It’s another off-Broadway week for this Friday’s Wall Street Journal drama column, in which I review Verse Theater Manhattan’s The Germans in Paris and Second Stage’s The Scene:
The success of Tom Stoppard’s “The Coast of Utopia” continues to bemuse me. How could a trilogy of plays about a group of 19th-century Russian intellectuals have become the talk of the town? If such miracles are possible, then perhaps “The Germans in Paris,” Jonathan Leaf’s thought-provoking comedy about the private lives of Heinrich Heine, Karl Marx and Richard Wagner, will become the sleeper hit of the Off-Off Broadway season. I wouldn’t bet on it, but stranger things have happened.
Mr. Leaf first came to my notice with “The Caterers,” a flawed but promising play about Islamic terrorism. “The Germans in Paris,” which is being revived by Verse Theater Manhattan after a brief run two years ago at 59E59 Theatres, is a very different piece of work, a historical extravaganza spun out of a real-life coincidence: Heine, Marx and Wagner all spent time in Paris, where they became swept up in the same revolutionary crosscurrents described in “The Coast of Utopia.” So far as I know, Marx and Wagner never met, but they could have, and Heine knew both men well. Upon this “Travesties”-like foundation of fact, Mr. Leaf has erected an elaborate superstructure of speculation whose premise suggests a joke told by an egghead: Did you hear the one about the poet, the philosopher and the composer?…

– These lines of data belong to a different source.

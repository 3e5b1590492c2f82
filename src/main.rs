//! llama-bridge binary: wires the bridge to the HTTP host surface.

use std::sync::Arc;
use std::time::Instant;

use clap::Parser;
use tokio::net::TcpListener;
use tracing::{error, info, warn};

use llama_bridge::bridge::{LlamaBridge, LoadModelParams};
use llama_bridge::config::{Cli, Config};
use llama_bridge::inference::llama_ffi::LlamaBackend;
use llama_bridge::server::routes::{build_router, AppState};

#[cfg(feature = "native")]
fn backend() -> Box<dyn LlamaBackend> {
    Box::new(llama_bridge::inference::llama_ffi::native::NativeBackend)
}

#[cfg(not(feature = "native"))]
fn backend() -> Box<dyn LlamaBackend> {
    warn!("Built without the `native` feature: using the stub backend");
    Box::new(llama_bridge::inference::llama_ffi::StubBackend::new())
}

async fn shutdown_signal() {
    if let Err(e) = tokio::signal::ctrl_c().await {
        error!("Failed to listen for shutdown signal: {e}");
    }
    info!("Shutdown signal received");
}

#[tokio::main]
async fn main() -> anyhow::Result<()> {
    // Parse CLI arguments.
    let cli = Cli::parse();

    // Initialize tracing/logging.
    let filter = if cli.verbose {
        "llama_bridge=debug,tower_http=debug"
    } else {
        "llama_bridge=info,tower_http=info"
    };

    tracing_subscriber::fmt()
        .with_env_filter(
            tracing_subscriber::EnvFilter::try_from_default_env()
                .unwrap_or_else(|_| filter.into()),
        )
        .with_target(true)
        .with_thread_names(true)
        .init();

    info!("llama-bridge v{}", env!("CARGO_PKG_VERSION"));

    // Load configuration.
    let config = Config::load(&cli.config)?.with_overrides(&cli);

    info!(
        storage_root = %config.storage.root.display(),
        thread_count = config.model.thread_count,
        context_size = config.model.context_size,
        "Configuration loaded"
    );

    // Composition root: backend, queue, lifecycle and downloads.
    let bridge = LlamaBridge::new(&config, backend())?;

    if let Some(model) = &config.model.autoload {
        match bridge.load_model(LoadModelParams::new(model.clone())).await {
            Ok(()) => info!(model, "Autoloaded model"),
            Err(e) => warn!(model, error = %e, "Autoload failed"),
        }
    }

    let state = Arc::new(AppState {
        bridge,
        start_time: Instant::now(),
    });

    let app = build_router(state.clone(), config.server.cors_permissive);

    let listen_addr = &config.server.listen;
    let listener = TcpListener::bind(listen_addr).await?;
    info!("Listening on {listen_addr}");

    axum::serve(listener, app)
        .with_graceful_shutdown(shutdown_signal())
        .await?;

    // Release the native context before exit.
    state.bridge.shutdown().await;

    Ok(())
}
//! Runtime configuration for llama-bridge.
//!
//! Configuration is loaded from a JSON file; every section falls back to its
//! defaults when omitted. A few CLI flags override the file.

use std::path::PathBuf;
use std::time::Duration;

use clap::Parser;
use serde::{Deserialize, Serialize};

/// Command-line arguments.
#[derive(Parser, Debug, Clone)]
#[command(name = "llama-bridge", about = "Serialized host bridge for an on-device llama engine")]
pub struct Cli {
    /// Path to configuration file (JSON).
    #[arg(short, long, default_value = "config.json")]
    pub config: PathBuf,

    /// HTTP listen address (overrides the config file).
    #[arg(long)]
    pub listen: Option<String>,

    /// Private storage root for models and downloads (overrides the config file).
    #[arg(long)]
    pub storage_root: Option<PathBuf>,

    /// Enable verbose logging.
    #[arg(short, long)]
    pub verbose: bool,
}

/// Top-level configuration.
#[derive(Debug, Clone, Default, Serialize, Deserialize)]
#[serde(default)]
pub struct Config {
    /// Host surface settings.
    pub server: ServerConfig,

    /// Storage root settings.
    pub storage: StorageConfig,

    /// Model load defaults.
    pub model: ModelConfig,

    /// Generation defaults.
    pub generation: GenerationConfig,

    /// Download settings.
    pub download: DownloadConfig,
}

/// HTTP server settings.
#[derive(Debug, Clone, Serialize, Deserialize)]
#[serde(default)]
pub struct ServerConfig {
    /// Listen address (e.g. "127.0.0.1:8787").
    pub listen: String,

    /// Allow any origin (the UI shell runs in a webview with its own origin).
    pub cors_permissive: bool,
}

impl Default for ServerConfig {
    fn default() -> Self {
        Self {
            listen: "127.0.0.1:8787".to_string(),
            cors_permissive: true,
        }
    }
}

#[derive(Debug, Clone, Serialize, Deserialize)]
#[serde(default)]
pub struct StorageConfig {
    /// Directory that relative model paths and download names resolve against.
    pub root: PathBuf,
}

impl Default for StorageConfig {
    fn default() -> Self {
        Self {
            root: PathBuf::from("files"),
        }
    }
}

/// Model load defaults.
#[derive(Debug, Clone, Serialize, Deserialize)]
#[serde(default)]
pub struct ModelConfig {
    /// Threads used when a load call omits `threadCount`.
    pub thread_count: u32,

    /// Context size used when a load call omits `contextSize`.
    pub context_size: u32,

    /// Model to load at startup, if any.
    pub autoload: Option<String>,
}

impl Default for ModelConfig {
    fn default() -> Self {
        Self {
            thread_count: 8,
            context_size: 2048,
            autoload: None,
        }
    }
}

/// Generation defaults.
#[derive(Debug, Clone, Serialize, Deserialize)]
#[serde(default)]
pub struct GenerationConfig {
    pub max_tokens: u32,
    pub temperature: f32,
}

impl Default for GenerationConfig {
    fn default() -> Self {
        Self {
            max_tokens: 512,
            temperature: 0.2,
        }
    }
}

/// Download settings.
#[derive(Debug, Clone, Serialize, Deserialize)]
#[serde(default)]
pub struct DownloadConfig {
    /// Copy buffer size in bytes.
    pub chunk_size: usize,

    /// TCP connect timeout in seconds.
    pub connect_timeout_secs: u64,

    /// User-Agent header sent with download requests.
    pub user_agent: String,
}

impl Default for DownloadConfig {
    fn default() -> Self {
        Self {
            chunk_size: 4096,
            connect_timeout_secs: 30,
            user_agent: format!("llama-bridge/{}", env!("CARGO_PKG_VERSION")),
        }
    }
}

impl DownloadConfig {
    pub fn connect_timeout(&self) -> Duration {
        Duration::from_secs(self.connect_timeout_secs)
    }
}

impl Config {
    /// Load configuration from a JSON file, falling back to defaults for missing fields.
    pub fn load(path: &std::path::Path) -> anyhow::Result<Self> {
        if path.exists() {
            let data = std::fs::read_to_string(path)?;
            let config: Config = serde_json::from_str(&data)?;
            Ok(config)
        } else {
            tracing::warn!("Config file not found at {:?}, using defaults", path);
            Ok(Config::default())
        }
    }

    /// Apply CLI overrides on top of the loaded file.
    pub fn with_overrides(mut self, cli: &Cli) -> Self {
        if let Some(listen) = &cli.listen {
            self.server.listen = listen.clone();
        }
        if let Some(root) = &cli.storage_root {
            self.storage.root = root.clone();
        }
        self
    }
}
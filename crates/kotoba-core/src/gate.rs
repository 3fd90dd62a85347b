//! Request gate: single-flight per control plus the overlay safety timeout.
//!
//! The backend is strictly synchronous with no idempotency of its own, so
//! the client must guarantee that a control cannot fire a second call
//! while its first is outstanding. Foreground calls also raise a blocking
//! overlay; because no cancellation channel exists against the backend,
//! the gate bounds only the *visual* blocking: after the safety timeout
//! the overlay is cleared and a notice shown while the call keeps running
//! to its natural conclusion.

use std::collections::HashSet;
use std::future::Future;
use std::sync::Mutex;
use std::time::Duration;

use tracing::{debug, warn};

use crate::ui::UiSurface;

/// Default upper bound on how long the blocking overlay may stay up.
pub const DEFAULT_OVERLAY_TIMEOUT: Duration = Duration::from_secs(10);

/// Notice shown when the overlay is released before the call settled.
pub const TIMEOUT_NOTICE: &str =
    "This is taking longer than expected. You can keep waiting; the result will appear when ready.";

// ============================================================================
// Control
// ============================================================================

/// The user-triggered controls that issue network calls.
///
/// Each control is single-flight: at most one outstanding call at a time.
/// Different controls race freely against each other.
#[derive(Debug, Clone, Copy, PartialEq, Eq, Hash)]
pub enum Control {
    /// The login action.
    Login,
    /// Loading the lesson menu.
    Menu,
    /// Opening a lesson (fast read + generation pass).
    OpenLesson,
    /// Regenerating the open lesson's content.
    Regenerate,
    /// Submitting a sentence for grading.
    Submit,
    /// Fetching a vocabulary hint.
    Hint,
}

impl Control {
    /// Returns `true` for calls that raise the process-wide blocking
    /// overlay in addition to the per-control busy affordance.
    #[must_use]
    pub const fn is_foreground(self) -> bool {
        matches!(
            self,
            Self::Login | Self::Menu | Self::OpenLesson | Self::Regenerate | Self::Submit
        )
    }
}

impl std::fmt::Display for Control {
    fn fmt(&self, f: &mut std::fmt::Formatter<'_>) -> std::fmt::Result {
        let name = match self {
            Self::Login => "login",
            Self::Menu => "menu",
            Self::OpenLesson => "open_lesson",
            Self::Regenerate => "regenerate",
            Self::Submit => "submit",
            Self::Hint => "hint",
        };
        f.write_str(name)
    }
}

// ============================================================================
// RequestGate
// ============================================================================

/// Outcome of running a call through the gate.
#[derive(Debug, Clone, Copy, PartialEq, Eq)]
pub enum GateOutcome<T> {
    /// The call ran and settled with this output.
    Completed(T),
    /// The control already had a call outstanding; nothing was issued.
    Suppressed,
}

impl<T> GateOutcome<T> {
    /// Returns the completed output, or `None` if the invocation was
    /// suppressed.
    pub fn into_completed(self) -> Option<T> {
        match self {
            Self::Completed(output) => Some(output),
            Self::Suppressed => None,
        }
    }
}

/// Wraps every outbound call with single-flight and busy-lifecycle rules.
#[derive(Debug)]
pub struct RequestGate {
    in_flight: Mutex<HashSet<Control>>,
    overlay_timeout: Duration,
}

impl Default for RequestGate {
    fn default() -> Self {
        Self::new(DEFAULT_OVERLAY_TIMEOUT)
    }
}

impl RequestGate {
    /// Creates a gate with the given overlay safety timeout.
    #[must_use]
    pub fn new(overlay_timeout: Duration) -> Self {
        Self {
            in_flight: Mutex::new(HashSet::new()),
            overlay_timeout,
        }
    }

    /// Returns `true` while the control has an outstanding call.
    #[must_use]
    pub fn is_in_flight(&self, control: Control) -> bool {
        self.in_flight
            .lock()
            .map_or(false, |set| set.contains(&control))
    }

    /// Runs one call for a control.
    ///
    /// If the control already has a call outstanding the invocation is a
    /// no-op and [`GateOutcome::Suppressed`] is returned. Otherwise the
    /// control's busy affordance (and, for foreground controls, the
    /// blocking overlay) is raised for the duration of the call. Should
    /// a foreground call outlast the safety timeout, the overlay is
    /// forcibly cleared and a notice surfaced while the call itself
    /// keeps running; its output is still returned to the caller when
    /// it settles.
    pub async fn run<T, F>(&self, control: Control, ui: &dyn UiSurface, fut: F) -> GateOutcome<T>
    where
        F: Future<Output = T>,
    {
        if !self.begin(control) {
            debug!(%control, "invocation suppressed; call already in flight");
            return GateOutcome::Suppressed;
        }

        ui.set_busy(control, true);
        if control.is_foreground() {
            ui.show_overlay(true);
        }
        let mut overlay_released = false;

        tokio::pin!(fut);
        let output = tokio::select! {
            output = &mut fut => output,
            () = tokio::time::sleep(self.overlay_timeout) => {
                // Visual release only; the underlying call is not cancelled.
                warn!(%control, timeout = ?self.overlay_timeout, "safety timeout; releasing blocking UI");
                // Only foreground calls block the UI, so only they get
                // the release and the notice.
                if control.is_foreground() {
                    ui.show_overlay(false);
                    overlay_released = true;
                    ui.notify(TIMEOUT_NOTICE);
                }
                fut.await
            }
        };

        if control.is_foreground() && !overlay_released {
            ui.show_overlay(false);
        }
        ui.set_busy(control, false);
        self.finish(control);

        GateOutcome::Completed(output)
    }

    fn begin(&self, control: Control) -> bool {
        self.in_flight
            .lock()
            .map_or(false, |mut set| set.insert(control))
    }

    fn finish(&self, control: Control) {
        if let Ok(mut set) = self.in_flight.lock() {
            set.remove(&control);
        }
    }
}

Mr. Leaf has woven his web of fact and fiction with enviable skill, and the result is a sharp-witted comedy of manners that modulates neatly into high seriousness….
According to theatrical legend, anybody can write a good first act. I can’t, but I’ve definitely seen a lot of plays that were good until intermission and bad afterward. “The Water’s Edge,” Theresa Rebeck’s last play, was like that, and so is “The Scene,” a black comedy about an out-of-work actor of a certain age (Tony Shalhoub) who trashes his marriage to an ultra-competent TV producer (Patricia Heaton) by sleeping with an amoral young bimbo (Anna Camp). The first act is fast, funny and more than clever enough, and when the lights came back up I was sure I’d be filing a rave, but no sooner did the cast return to the stage than the plot ran out of steam….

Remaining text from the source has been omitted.